When the action does rear its head; it is quite well done. The giant squid attack looks better than advertised and the Papua New Guinea natives (actually Jamaica) are wonderfully right out of Shaka Zulu.
James Mason is a magnificent as the brooding Captain Nemo, while Kirk Douglas is less likable as everyman sailor Ned Land. Douglas comes equipped with annoying sea shanties and pet seal to delight the kiddies. British Mason and strangely French acting Douglas certainly provide good performances overall. Unfortunately for the film; the rest of the cast sinks to the bottom.
Paul Lukas is stiff and unbelievable as the professor; and Peter Lorre is horrible miscast as Gilligan. (Okay Lorre actually plays Conseil, the professor's apprentice. Lorre is of course about forty years too old to apprentice for anything. One of the cast calls him lad at one point for the love of God. The whole exercise boggles the mind.)
Nemo's henchmen are even a bigger faux pas. They are dead ringers for those Batman villain henchmen from that late sixties series of the same name. (And certainly could have been the inspiration for those in the 1968 Batman movie) While the acting itself is a mixed bag; it is the nature shots that kill the pacing of the film. Environmentalists will have a fit with all the coral reef stomping and turtle molesting, while the rest of us who have avoided IMAX for years due to crap like this will squirm in our seats.
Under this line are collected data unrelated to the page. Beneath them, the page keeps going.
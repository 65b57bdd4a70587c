use std::{
    backtrace::{Backtrace, BacktraceStatus},
    num::{NonZeroU16, NonZeroU32},
    panic::Location,
};

use crate::{BoxHeader, BoxType, FullBox, FullBoxHeader};

/// このライブラリ用の Result 型
pub type Result<T> = std::result::Result<T, Error>;

/// エンコード/デコード操作のエラーの種類
#[derive(Debug, Clone, Copy, PartialEq, Eq, Hash)]
pub enum ErrorKind {
    /// 呼び出し側が渡した値が不正である（エンコードできない値など）
    InvalidInput,

    /// デコード対象のバイト列が壊れている
    InvalidData,

    /// バッファのサイズが足りない
    InsufficientBuffer,

    /// 未対応の形式
    Unsupported,
}

/// エンコード/デコード処理のエラー
pub struct Error {
    /// エラーの種類
    pub kind: ErrorKind,

    /// エラーの詳細
    pub reason: String,

    /// エラーが生成されたソースコード上の位置
    pub location: &'static Location<'static>,

    /// エラーが発生したボックスの種別（判明している場合）
    pub box_type: Option<BoxType>,

    /// バックトレース（`RUST_BACKTRACE` 環境変数が設定されている場合のみ取得される）
    pub backtrace: Backtrace,
}

impl Error {
    /// エラー理由つきで [`Error`] インスタンスを生成する
    #[track_caller]
    pub fn with_reason<T: Into<String>>(kind: ErrorKind, reason: T) -> Self {
        Self {
            kind,
            reason: reason.into(),
            location: Location::caller(),
            box_type: None,
            backtrace: Backtrace::capture(),
        }
    }

    #[track_caller]
    pub(crate) fn unsupported<T: Into<String>>(reason: T) -> Self {
        Self::with_reason(ErrorKind::Unsupported, reason)
    }

    #[track_caller]
    pub(crate) fn invalid_input<T: Into<String>>(reason: T) -> Self {
        Self::with_reason(ErrorKind::InvalidInput, reason)
    }

    #[track_caller]
    pub(crate) fn invalid_data<T: Into<String>>(reason: T) -> Self {
        Self::with_reason(ErrorKind::InvalidData, reason)
    }

    #[track_caller]
    fn insufficient_buffer(required: usize, available: usize) -> Self {
        Self::with_reason(
            ErrorKind::InsufficientBuffer,
            format!("{required} bytes required, but only {available} bytes available"),
        )
    }

    /// エラーが発生したボックスの種別を設定する
    ///
    /// 既に設定済みの場合は、より内側のボックスの種別を優先して何もしない
    pub fn with_box_type(mut self, box_type: BoxType) -> Self {
        self.box_type.get_or_insert(box_type);
        self
    }
}

impl std::fmt::Debug for Error {
    fn fmt(&self, f: &mut std::fmt::Formatter<'_>) -> std::fmt::Result {
        write!(f, "{self}")
    }
}

impl std::fmt::Display for Error {
    fn fmt(&self, f: &mut std::fmt::Formatter<'_>) -> std::fmt::Result {
        if let Some(ty) = self.box_type {
            write!(f, "[{ty}] ")?;
        }
        write!(
            f,
            "{:?}: {} (at {}:{})",
            self.kind,
            self.reason,
            self.location.file(),
            self.location.line()
        )?;
        if self.backtrace.status() == BacktraceStatus::Captured {
            write!(f, "\n\nBacktrace:\n{}", self.backtrace)?;
        }
        Ok(())
    }
}

impl std::error::Error for Error {}

/// バイト列に変換可能な型を表現するためのトレイト
pub trait Encode {
    /// `self` をバイト列に変換して `buf` の先頭に書きこみ、書き込んだバイト数を返す
    ///
    /// `buf` のサイズが不足している場合には [`ErrorKind::InsufficientBuffer`] エラーが返される
    fn encode(&self, buf: &mut [u8]) -> Result<usize>;

    /// `self` をバイト列に変換して、変換後のバイト列を返す
    fn encode_to_vec(&self) -> Result<Vec<u8>> {
        let mut buf = vec![0; 64];
        loop {
            match self.encode(&mut buf) {
                Ok(size) => {
                    buf.truncate(size);
                    return Ok(buf);
                }
                Err(e) if e.kind == ErrorKind::InsufficientBuffer => {
                    let len = buf.len() * 2;
                    buf.resize(len, 0);
                }
                Err(e) => return Err(e),
            }
        }
    }
}

/// バイト列から `Self` に変換するためのトレイト
pub trait Decode: Sized {
    /// バイト列の先頭からこの型の値をデコードし、値と消費したバイト数を返す
    fn decode(buf: &[u8]) -> Result<(Self, usize)>;
}

macro_rules! impl_codec_for_int {
    ($($ty:ty),*) => {$(
        impl Encode for $ty {
            #[track_caller]
            fn encode(&self, buf: &mut [u8]) -> Result<usize> {
                let bytes = self.to_be_bytes();
                let available = buf.len();
                let dst = buf
                    .get_mut(..bytes.len())
                    .ok_or_else(|| Error::insufficient_buffer(bytes.len(), available))?;
                dst.copy_from_slice(&bytes);
                Ok(bytes.len())
            }
        }

        impl Decode for $ty {
            #[track_caller]
            fn decode(buf: &[u8]) -> Result<(Self, usize)> {
                const SIZE: usize = size_of::<$ty>();
                let bytes = buf
                    .first_chunk::<SIZE>()
                    .ok_or_else(|| Error::insufficient_buffer(SIZE, buf.len()))?;
                Ok((<$ty>::from_be_bytes(*bytes), SIZE))
            }
        }
    )*};
}

impl_codec_for_int!(u8, u16, u32, u64, i8, i16, i32, i64);

macro_rules! impl_codec_for_non_zero {
    ($($ty:ty => $inner:ty),*) => {$(
        impl Encode for $ty {
            fn encode(&self, buf: &mut [u8]) -> Result<usize> {
                self.get().encode(buf)
            }
        }

        impl Decode for $ty {
            #[track_caller]
            fn decode(buf: &[u8]) -> Result<(Self, usize)> {
                let (v, size) = <$inner>::decode(buf)?;
                let v = <$ty>::new(v)
                    .ok_or_else(|| Error::invalid_data("Expected a non-zero integer, but got 0"))?;
                Ok((v, size))
            }
        }
    )*};
}

impl_codec_for_non_zero!(NonZeroU16 => u16, NonZeroU32 => u32);

impl<T: Encode, const N: usize> Encode for [T; N] {
    fn encode(&self, buf: &mut [u8]) -> Result<usize> {
        let mut writer = ByteWriter::new(buf);
        for item in self {
            writer.put(item)?;
        }
        Ok(writer.position())
    }
}

impl<T: Decode + Default + Copy, const N: usize> Decode for [T; N] {
    fn decode(buf: &[u8]) -> Result<(Self, usize)> {
        let mut reader = ByteReader::new(buf);
        let mut items = [T::default(); N];
        for item in &mut items {
            *item = reader.get()?;
        }
        Ok((items, reader.position()))
    }
}

impl Encode for [u8] {
    #[track_caller]
    fn encode(&self, buf: &mut [u8]) -> Result<usize> {
        let available = buf.len();
        buf.get_mut(..self.len())
            .ok_or_else(|| Error::insufficient_buffer(self.len(), available))?
            .copy_from_slice(self);
        Ok(self.len())
    }
}

impl Encode for Vec<u8> {
    fn encode(&self, buf: &mut [u8]) -> Result<usize> {
        self.as_slice().encode(buf)
    }
}

impl<T: Encode> Encode for Option<T> {
    fn encode(&self, buf: &mut [u8]) -> Result<usize> {
        self.as_ref().map_or(Ok(0), |v| v.encode(buf))
    }
}

/// バッファの先頭から順番に値を書き込んでいくためのカーソル
pub(crate) struct ByteWriter<'a> {
    buf: &'a mut [u8],
    position: usize,
}

impl<'a> ByteWriter<'a> {
    pub fn new(buf: &'a mut [u8]) -> Self {
        Self { buf, position: 0 }
    }

    /// これまでに書き込んだバイト数
    pub fn position(&self) -> usize {
        self.position
    }

    #[track_caller]
    pub fn put<T: Encode + ?Sized>(&mut self, value: &T) -> Result<()> {
        let rest = self
            .buf
            .get_mut(self.position..)
            .ok_or_else(|| Error::insufficient_buffer(self.position, 0))?;
        self.position += value.encode(rest)?;
        Ok(())
    }

    /// 書き込み済みの位置の値を上書きする
    pub fn put_at<T: Encode>(&mut self, position: usize, value: &T) -> Result<()> {
        let written = &mut self.buf[..self.position];
        let dst = written
            .get_mut(position..)
            .ok_or_else(|| Error::invalid_input("Write position is out of range"))?;
        value.encode(dst)?;
        Ok(())
    }

    pub fn into_written(self) -> &'a mut [u8] {
        &mut self.buf[..self.position]
    }
}

/// バイト列の先頭から順番に値を読み出していくためのカーソル
#[derive(Debug, Clone)]
pub(crate) struct ByteReader<'a> {
    buf: &'a [u8],
    position: usize,
}

impl<'a> ByteReader<'a> {
    pub fn new(buf: &'a [u8]) -> Self {
        Self { buf, position: 0 }
    }

    pub fn position(&self) -> usize {
        self.position
    }

    /// まだ読み出していない部分
    pub fn remaining(&self) -> &'a [u8] {
        &self.buf[self.position..]
    }

    pub fn is_empty(&self) -> bool {
        self.position >= self.buf.len()
    }

    #[track_caller]
    pub fn get<T: Decode>(&mut self) -> Result<T> {
        let (value, size) = T::decode(self.remaining())?;
        self.position += size;
        Ok(value)
    }

    /// 指定されたバイト数をそのまま取り出す
    #[track_caller]
    pub fn take(&mut self, size: usize) -> Result<&'a [u8]> {
        let rest = self.remaining();
        let bytes = rest
            .get(..size)
            .ok_or_else(|| Error::insufficient_buffer(size, rest.len()))?;
        self.position += size;
        Ok(bytes)
    }

    /// 残りを全て取り出す
    pub fn take_rest(&mut self) -> &'a [u8] {
        let rest = self.remaining();
        self.position = self.buf.len();
        rest
    }

    /// 次のボックスのヘッダーを、読み出し位置を進めずに返す
    pub fn peek_box_header(&self) -> Result<BoxHeader> {
        BoxHeader::decode(self.remaining()).map(|(header, _)| header)
    }
}

/// ボックスをエンコードする
///
/// ペイロードの書き込みは `f` で行い、サイズフィールドは最後に確定させる
pub(crate) fn encode_box<F>(buf: &mut [u8], box_type: BoxType, f: F) -> Result<usize>
where
    F: FnOnce(&mut ByteWriter<'_>) -> Result<()>,
{
    let header = BoxHeader::new_variable_size(box_type);
    let mut writer = ByteWriter::new(buf);
    writer.put(&header)?;
    f(&mut writer)?;
    let written = writer.into_written();
    header.finalize_box_size(written)?;
    Ok(written.len())
}

/// [`FullBox`] をエンコードする（バージョンとフラグは `b` から取得する）
pub(crate) fn encode_full_box<B, F>(buf: &mut [u8], b: &B, f: F) -> Result<usize>
where
    B: FullBox,
    F: FnOnce(&mut ByteWriter<'_>) -> Result<()>,
{
    encode_box(buf, b.box_type(), |writer| {
        writer.put(&FullBoxHeader::from_box(b))?;
        f(writer)
    })
}

/// ボックスをデコードする
///
/// `f` にはペイロード部分を読み出すカーソルが渡される。
/// 発生したエラーにはボックス種別が付与される。
pub(crate) fn decode_box<T, F>(buf: &[u8], box_type: BoxType, f: F) -> Result<(T, usize)>
where
    F: FnOnce(&mut ByteReader<'_>) -> Result<T>,
{
    let decode = || -> Result<(T, usize)> {
        let (header, payload) = BoxHeader::decode_header_and_payload(buf)?;
        header.box_type.expect(box_type)?;
        let value = f(&mut ByteReader::new(payload))?;
        Ok((value, header.external_size() + payload.len()))
    };
    decode().map_err(|e| e.with_box_type(box_type))
}

/// [`FullBox`] をデコードする
pub(crate) fn decode_full_box<T, F>(buf: &[u8], box_type: BoxType, f: F) -> Result<(T, usize)>
where
    F: FnOnce(FullBoxHeader, &mut ByteReader<'_>) -> Result<T>,
{
    decode_box(buf, box_type, |reader| {
        let header = reader.get()?;
        f(header, reader)
    })
}

#[cfg(test)]
mod tests {
    use super::*;

    #[test]
    fn integers_are_big_endian() {
        assert_eq!(0x0102u16.encode_to_vec().ok(), Some(vec![1, 2]));
        assert_eq!((-2i32).encode_to_vec().ok(), Some(vec![0xff, 0xff, 0xff, 0xfe]));
        assert_eq!(u32::decode(&[0, 0, 1, 0, 9]).ok(), Some((256, 4)));
    }

    #[test]
    fn short_buffer_is_reported() {
        let e = u64::decode(&[0; 7]).err().map(|e| e.kind);
        assert_eq!(e, Some(ErrorKind::InsufficientBuffer));

        let mut buf = [0; 3];
        let e = 1u32.encode(&mut buf).err().map(|e| e.kind);
        assert_eq!(e, Some(ErrorKind::InsufficientBuffer));
    }

    #[test]
    fn zero_is_rejected_for_non_zero_types() {
        let e = NonZeroU32::decode(&[0; 4]).err().map(|e| e.kind);
        assert_eq!(e, Some(ErrorKind::InvalidData));
    }

    #[test]
    fn writer_and_reader_cursors() -> Result<()> {
        let mut buf = [0; 16];
        let mut writer = ByteWriter::new(&mut buf);
        writer.put(&1u8)?;
        writer.put(&0u32)?;
        writer.put(b"ab")?;
        writer.put_at(1, &7u32)?;
        assert_eq!(writer.into_written(), &[1, 0, 0, 0, 7, b'a', b'b']);

        let mut reader = ByteReader::new(&buf[..7]);
        assert_eq!(reader.get::<u8>()?, 1);
        assert_eq!(reader.get::<u32>()?, 7);
        assert_eq!(reader.take(1)?, b"a");
        assert_eq!(reader.take_rest(), b"b");
        assert!(reader.is_empty());
        Ok(())
    }
}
The movie also strangely misses opportunities. For example much is made of Captain Nemo using gold for ballast, because money means nothing to him; and Ned Land's attempts to steal said treasure represents the greed of the "landlubber" ; which is ruining our oceans blah blah blah blah blah. Towards the end of the film the captain releases the ballast and nothing is even mentioned. No shot of Ned Land bemoaning the waste, no shot of all that treasure falling into the depths. Not even a single money shot of a gold tzotchke hitting sandy bottom. Nope it's back to the nature photography; the sea shanties; and that freaking pet seal.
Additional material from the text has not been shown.